Mija 10 rocznica tajemniczego zaginięcia białoruskiego dziennikarza i telewizyjnego operatora Dymitra Zawadzkiego. Białoruska opozycja i rodzina zaginionego uważają, że mężczyzna został uprowadzony i zamordowany z powodów politycznych przez białoruskie służby specjalne.

W latach 1999 – 2000 w niewyjaśnionych okolicznościach zmarło kilku działaczy antyłukaszenkowskiej opozycji a kilka innych osób zaginęło bez wieści.

W połowie lat 90 Dymitr Zawadzki pracował jako osobisty operator Aleksandra Łukaszenki a później współpracował z rosyjskimi i białoruskimi stacjami telewizyjnymi. Jego rodzina i znajomi uważają, że został zamordowany ponieważ za dużo wiedział o działaniach wysokich oficerów białoruskich służb specjalnych.

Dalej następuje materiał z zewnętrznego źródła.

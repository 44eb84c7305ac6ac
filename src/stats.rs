//! Summary statistics for observation series and Monte Carlo draws.
//!
//! Sums use Neumaier compensation (Neumaier 1974, *ZAMM* 54(1)) so that
//! the error of a mean over 10⁶ draws does not grow with the draw count.
//! Variance uses the corrected two-pass formula of Chan, Golub & LeVeque
//! (1983), which stays accurate for data with a large common offset such
//! as resistances near 100 Ω varying in the fifth decimal.
//!
//! Quantiles follow Hyndman & Fan (1996) definition 7, the default of R and
//! NumPy.

/// Mean and sample standard deviation of a series.
#[derive(Debug, Clone, Copy, PartialEq)]
pub struct Summary {
    pub mean: f64,
    /// Sample standard deviation (`ddof = 1`).
    pub std_dev: f64,
}

impl Summary {
    /// `None` below two values or if any value is NaN or infinite.
    ///
    /// # Examples
    /// ```
    /// use u_metrology::stats::Summary;
    /// let s = Summary::of(&[1.0, 2.0, 3.0, 4.0, 5.0, 6.0]).unwrap();
    /// assert_eq!(s.mean, 3.5);
    /// assert!((s.std_dev - 3.5_f64.sqrt()).abs() < 1e-14);
    /// ```
    pub fn of(data: &[f64]) -> Option<Self> {
        if data.len() < 2 {
            return None;
        }
        let mean = mean(data)?;
        if data.iter().all(|&x| x == data[0]) {
            return Some(Self {
                mean: data[0],
                std_dev: 0.0,
            });
        }
        let n = data.len() as f64;
        let deviations = data.iter().map(|&x| x - mean);
        let squares = compensated_sum(deviations.clone().map(|d| d * d));
        let residual = compensated_sum(deviations);
        let m2 = (squares - residual * residual / n).max(0.0);
        Some(Self {
            mean,
            std_dev: (m2 / (n - 1.0)).sqrt(),
        })
    }
}

/// Arithmetic mean, `None` if `data` is empty or holds a non-finite value.
pub fn mean(data: &[f64]) -> Option<f64> {
    if data.is_empty() || data.iter().any(|x| !x.is_finite()) {
        return None;
    }
    Some(compensated_sum(data.iter().copied()) / data.len() as f64)
}

/// Sample standard deviation (`ddof = 1`), `None` below two values or for
/// non-finite input.
pub fn std_dev(data: &[f64]) -> Option<f64> {
    Summary::of(data).map(|s| s.std_dev)
}

/// R-7 quantile of ascending `sorted` data at probability `p`.
///
/// `None` for empty input or `p` outside `[0, 1]`.
pub fn quantile_sorted(sorted: &[f64], p: f64) -> Option<f64> {
    let last = sorted.len().checked_sub(1)?;
    if !(0.0..=1.0).contains(&p) {
        return None;
    }
    let h = last as f64 * p;
    let lower = (h.floor() as usize).min(last);
    let upper = (lower + 1).min(last);
    let frac = h - lower as f64;
    Some(sorted[lower] + frac * (sorted[upper] - sorted[lower]))
}

/// Probabilistically symmetric interval `[q((1 − p)/2), q((1 + p)/2)]`
/// covering a fraction `p` of `data`.
///
/// # Examples
/// ```
/// use u_metrology::stats::symmetric_interval;
/// let data: Vec<f64> = (0..=100).map(f64::from).collect();
/// let (lo, hi) = symmetric_interval(&data, 0.9).unwrap();
/// assert!((lo - 5.0).abs() < 1e-9 && (hi - 95.0).abs() < 1e-9);
/// ```
pub fn symmetric_interval(data: &[f64], p: f64) -> Option<(f64, f64)> {
    if data.iter().any(|x| x.is_nan()) {
        return None;
    }
    let mut sorted = data.to_vec();
    sorted.sort_unstable_by(f64::total_cmp);
    let low = quantile_sorted(&sorted, (1.0 - p) / 2.0)?;
    let high = quantile_sorted(&sorted, (1.0 + p) / 2.0)?;
    Some((low, high))
}

fn compensated_sum(values: impl Iterator<Item = f64>) -> f64 {
    let (sum, correction) = values.fold((0.0_f64, 0.0_f64), |(sum, c), x| {
        let t = sum + x;
        let lost = if sum.abs() >= x.abs() {
            (sum - t) + x
        } else {
            (x - t) + sum
        };
        (t, c + lost)
    });
    sum + correction
}

// ============================================================================
// Tests
// ============================================================================
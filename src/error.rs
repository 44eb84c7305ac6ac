//! Error type shared by every fallible operation in the crate.
//!
//! All failures are local validation errors raised where they are detected.
//! Nothing is retried or recovered; callers decide how to present them.

use thiserror::Error;

/// Errors raised while building uncertainties, sampling, or combining
/// Monte Carlo sample sets.
#[derive(Debug, Clone, PartialEq, Error)]
pub enum UncertaintyError {
    /// Coverage probability / coverage factor pair is malformed or inconsistent.
    #[error("invalid coverage: {0}")]
    InvalidCoverage(String),

    /// The standard uncertainty was never computed for this quantity.
    #[error("the standard uncertainty has not been initialized")]
    UninitializedUncertainty,

    /// Sampling was requested without a draw count and nothing is cached yet.
    #[error("no draw count given and no sample set has been generated yet")]
    SamplingState,

    /// Trapezoidal shape factor outside `[0, 1]`.
    #[error("the shape factor must lie in [0, 1], got {0}")]
    InvalidShapeFactor(f64),

    /// Too few observations for the Type A variance inflation `(n−1)/(n−3)`.
    #[error("at least 4 observations are required, got {0}")]
    InsufficientObservations(usize),

    /// Unrecognized distribution tag during deserialization.
    #[error("unknown distribution kind '{0}'")]
    UnknownDistributionKind(String),

    /// Divisor contains a zero element.
    #[error("division by zero at sample index {index}")]
    DivisionByZero { index: usize },

    /// Elementwise arithmetic between sets drawn with different N.
    #[error("sample sets differ in length: {left} vs {right}")]
    LengthMismatch { left: usize, right: usize },

    /// Parameters violate a distribution constraint.
    #[error("invalid parameters: {0}")]
    InvalidParameters(String),

    /// A record field is missing or has the wrong shape.
    #[error("invalid record field '{field}': {reason}")]
    InvalidRecord { field: String, reason: String },
}

impl UncertaintyError {
    pub(crate) fn invalid_record(field: &str, reason: impl Into<String>) -> Self {
        Self::InvalidRecord {
            field: field.to_string(),
            reason: reason.into(),
        }
    }
}

/// Convenience alias used throughout the crate.
pub type Result<T> = std::result::Result<T, UncertaintyError>;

W rocznicę zaginięcia dziennikarza opozycja w Mińsku wspomina również podobne przypadki śmierci i zaginięcia osób, które otwarcie krytykowały Aleksandra Łukaszenkę. W latach 1999 – 2000 zaginęli bez wieści: Jurij Zacharenko były minister spraw wewnętrznych, wiceprzewodniczący parlamentu Wiktor Gonczar i działacz społeczny Anatolij Krasowskij.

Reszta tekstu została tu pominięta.